But outside of those four, job growth was pretty tempered and consistent with what we’ve been seeing in other surveys. Corporates overall, they don’t want to hire that much, but they’re also not letting go of labor either. Against the backdrop, interest rates rose significantly and fed easing expectations also were subdued. Folks were expecting another supersized 50 basis point reduction from the Fed again, perhaps in November or December, but that seems to be off the cards for now. 

Andrew Wilkinson 

Steve, firm economic data and throw in there a downwards glide for inflationary pressures that Jose just hinted at. That’s got to be a win for the stock market. What’s your take on global markets at this point? 

Steve Sosnick 

If all comes to pass, that certainly is a good glide path. I don’t know that we can be so quick to just dismiss the stable prices portion, because if wages continue to increase faster than expected, 0.4 annualizes to well above the 2% inflation target. 

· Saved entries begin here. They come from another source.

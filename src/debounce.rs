//! Coalesces camera availability signals into open/close intents.
//!
//! The camera subsystem reports the popup camera as *unavailable* while a
//! client holds it, so an unavailable signal becomes an open intent and an
//! available signal becomes a close intent. Each signal is held back for the
//! debounce window; an opposite signal inside the window cancels it and is
//! itself dropped, so short blips produce no motion at all.

use crate::config::DebounceConfig;
use crate::motor::Direction;
use std::time::Duration;
use tokio::time::Instant;
use tracing::{debug, trace};

pub struct CameraActivityDebouncer {
    camera_id: String,
    window: Duration,
    pending_open_at: Option<Instant>,
    pending_close_at: Option<Instant>,
}

impl CameraActivityDebouncer {
    pub fn new(camera_id: impl Into<String>, window: Duration) -> Self {
        Self {
            camera_id: camera_id.into(),
            window,
            pending_open_at: None,
            pending_close_at: None,
        }
    }

    pub fn from_config(config: &DebounceConfig) -> Self {
        Self::new(config.front_camera_id.clone(), config.window())
    }

    /// The tracked camera was released by its client
    pub fn on_hardware_available(&mut self, camera_id: &str, now: Instant) {
        if camera_id != self.camera_id {
            trace!("Ignoring availability of camera {}", camera_id);
            return;
        }
        self.schedule(Direction::Close, now);
    }

    /// The tracked camera was taken by a client
    pub fn on_hardware_unavailable(&mut self, camera_id: &str, now: Instant) {
        if camera_id != self.camera_id {
            trace!("Ignoring unavailability of camera {}", camera_id);
            return;
        }
        self.schedule(Direction::Open, now);
    }

    fn schedule(&mut self, direction: Direction, now: Instant) {
        let opposite = match direction.opposite() {
            Direction::Open => &mut self.pending_open_at,
            Direction::Close => &mut self.pending_close_at,
        };

        if let Some(due) = *opposite {
            if now < due {
                *opposite = None;
                debug!(
                    "Camera {} blip: cancelled pending {} intent",
                    self.camera_id,
                    direction.opposite()
                );
                return;
            }
        }

        let own = match direction {
            Direction::Open => &mut self.pending_open_at,
            Direction::Close => &mut self.pending_close_at,
        };
        *own = Some(now + self.window);
    }

    /// Earliest time at which `poll` may emit an intent
    pub fn next_deadline(&self) -> Option<Instant> {
        match (self.pending_open_at, self.pending_close_at) {
            (Some(open), Some(close)) => Some(open.min(close)),
            (open, close) => open.or(close),
        }
    }

    /// Emit the intent whose window has elapsed, if any.
    ///
    /// When both are due (only possible if the caller fell far behind) the
    /// later-scheduled one wins and the other is discarded.
    pub fn poll(&mut self, now: Instant) -> Option<Direction> {
        let open_due = self.pending_open_at.filter(|due| *due <= now);
        let close_due = self.pending_close_at.filter(|due| *due <= now);

        let emitted = match (open_due, close_due) {
            (Some(open), Some(close)) => {
                if open >= close {
                    Some(Direction::Open)
                } else {
                    Some(Direction::Close)
                }
            }
            (Some(_), None) => Some(Direction::Open),
            (None, Some(_)) => Some(Direction::Close),
            (None, None) => None,
        };

        if open_due.is_some() {
            self.pending_open_at = None;
        }
        if close_due.is_some() {
            self.pending_close_at = None;
        }

        if let Some(direction) = emitted {
            debug!("Camera {} intent: {}", self.camera_id, direction);
        }
        emitted
    }

    pub fn is_pending(&self) -> bool {
        self.pending_open_at.is_some() || self.pending_close_at.is_some()
    }
}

I don’t know that the Fed can necessarily declare a victory on the stable prices portion of the mandate. Nor can they focus too heavily on the maximum employment portion of the mandate. But to be blunt, none of it matters to stock investors right now. 

They don’t care. Good economy? Good for stocks. Rate cuts? Good for stocks. Martians land on earth? Good for stocks somehow. It really doesn’t matter because the mindset is every dip should be bought and every rally should be chased and every trend should be followed. 

I’m obviously being a bit facetious there, and so if you’re reading the transcript understand there’s a little bit of sarcasm in that, but bottom line is investor psychology in stocks remains very strong, at least as we’re taping this Monday. This could all change after we get PPI and CPI later this week, after earnings season starts on Friday, semi officially with J.P. Morgan. 

I’ll be looking for what the guidance is because a lot of good news is priced into stocks for those who are disappointed that 50 basis points seems to be off the table for now, realize that double digit earnings growth is priced in for 2025. 

And so we need the companies to reaffirm their guidance. It no longer really matters too much if companies beat their estimates. It’s a necessary condition, but hardly a sufficient condition in an era where 75 to 80% of companies routinely beat their earnings estimates. 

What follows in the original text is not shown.